The final step is to use the known good card numbers at different internet-based merchant sites to find a “hit”. This is a transaction or transactions with values between $500 and $10,000. Once banks detect that these are fraudulent transactions they reverse the transactions back to the merchant who ends up wearing the cost. These merchants tend to be IT/high tech companies in Asia, USA and Europe. There is no New Zealand-based fraud of this type so far.
Combating Bin Attack Fraud
Fraud Detection Software
Banks usually have fraud detection software in place trying to pick up this and all types of fraud. The problem is that most fraud detection software works by searching for transaction behaviour out of the ordinary for each card. Because bin attack fraud affects a range of cards current software is mostly ineffective in identifying particularly the bin attack testers.

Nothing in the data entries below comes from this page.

//! Generated bot specification types.
//!
//! `GeneratedSpecification` is the wire shape the completion service is asked
//! to return. It is untrusted: every field is optional on decode and
//! [`GeneratedSpecification::validate`] turns it into a usable
//! [`BotSpecification`] or a [`ValidationError`].

use schemars::JsonSchema;
use serde::{Deserialize, Serialize};

use crate::error::ValidationError;

/// Fields the completion service must always return.
pub const REQUIRED_FIELDS: [&str; 3] = ["botName", "description", "commands"];

/// Raw structured output from the completion service.
#[derive(Debug, Clone, Default, PartialEq, Serialize, Deserialize, JsonSchema)]
#[serde(rename_all = "camelCase")]
pub struct GeneratedSpecification {
    /// A professional bot name.
    #[serde(default)]
    pub bot_name: Option<String>,
    /// A technical and concise description.
    #[serde(default)]
    pub description: Option<String>,
    /// Essential slash commands. Five are requested; any count validates.
    #[serde(default)]
    pub commands: Option<Vec<String>>,
    /// Suggested high-tier features.
    #[serde(default)]
    pub features: Option<Vec<String>>,
}

impl GeneratedSpecification {
    /// Check required fields and normalize the lists.
    ///
    /// Blank `botName`/`description` count as missing. Command and feature
    /// entries are trimmed and blank ones dropped; an empty command list is
    /// still a valid specification.
    pub fn validate(self) -> Result<BotSpecification, ValidationError> {
        let name = non_blank(self.bot_name).ok_or(ValidationError::MissingRequiredField("botName"))?;
        let description = non_blank(self.description)
            .ok_or(ValidationError::MissingRequiredField("description"))?;
        let commands = self
            .commands
            .ok_or(ValidationError::MissingRequiredField("commands"))?;

        Ok(BotSpecification {
            name,
            description,
            commands: clean_list(commands),
            features: clean_list(self.features.unwrap_or_default()),
        })
    }
}

fn non_blank(value: Option<String>) -> Option<String> {
    value
        .map(|s| s.trim().to_string())
        .filter(|s| !s.is_empty())
}

fn clean_list(items: Vec<String>) -> Vec<String> {
    items
        .into_iter()
        .map(|s| s.trim().to_string())
        .filter(|s| !s.is_empty())
        .collect()
}

/// A validated bot specification, owned by one builder session.
#[derive(Debug, Clone, PartialEq, Eq, Serialize, Deserialize)]
pub struct BotSpecification {
    pub name: String,
    pub description: String,
    pub commands: Vec<String>,
    #[serde(default)]
    pub features: Vec<String>,
}

/// JSON schema sent to the completion service for structured output.
///
/// Generated from [`GeneratedSpecification`] and tightened for the wire:
/// the meta keys are removed, nullable property types collapse to their
/// non-null type, the required list is forced to [`REQUIRED_FIELDS`], and
/// additional properties are rejected.
pub fn specification_schema() -> serde_json::Value {
    let schema = schemars::schema_for!(GeneratedSpecification);
    let mut value = serde_json::to_value(schema).unwrap_or_else(|_| serde_json::json!({}));

    if let Some(obj) = value.as_object_mut() {
        obj.remove("$schema");
        obj.remove("title");
        obj.insert("type".to_string(), serde_json::json!("object"));
        obj.insert("required".to_string(), serde_json::json!(REQUIRED_FIELDS));
        obj.insert("additionalProperties".to_string(), serde_json::json!(false));

        if let Some(props) = obj.get_mut("properties").and_then(|p| p.as_object_mut()) {
            for prop in props.values_mut() {
                strip_null_type(prop);
            }
        }
    }

    value
}

/// Collapse `"type": ["string", "null"]` into `"type": "string"`.
fn strip_null_type(prop: &mut serde_json::Value) {
    let Some(obj) = prop.as_object_mut() else {
        return;
    };
    if let Some(serde_json::Value::Array(types)) = obj.get("type") {
        let non_null: Vec<serde_json::Value> = types
            .iter()
            .filter(|t| t.as_str() != Some("null"))
            .cloned()
            .collect();
        if non_null.len() == 1 {
            obj.insert("type".to_string(), non_null[0].clone());
        }
    }
    obj.remove("default");
}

There are two ways of detecting this type of fraud. The first is to use an algorithm to identify the bin attack patterns by looking at the number of transactions within a narrow card range over a short time interval. The advantage of this approach is that is quick to develop and implement. The disadvantages are that it is inflexible and may no longer work if fraudster behaviour changes and it will not pick up both testers and hits (the large dollar ones) at the same time.
The second approach is to use predictive modelling techniques to identify the fraudulent transactions. The advantages are that the methodology is inherently more flexible and will pick up both testers and hits at the same time and is likely to be more effective for longer. The disadvantage is that more work is required to implement this approach.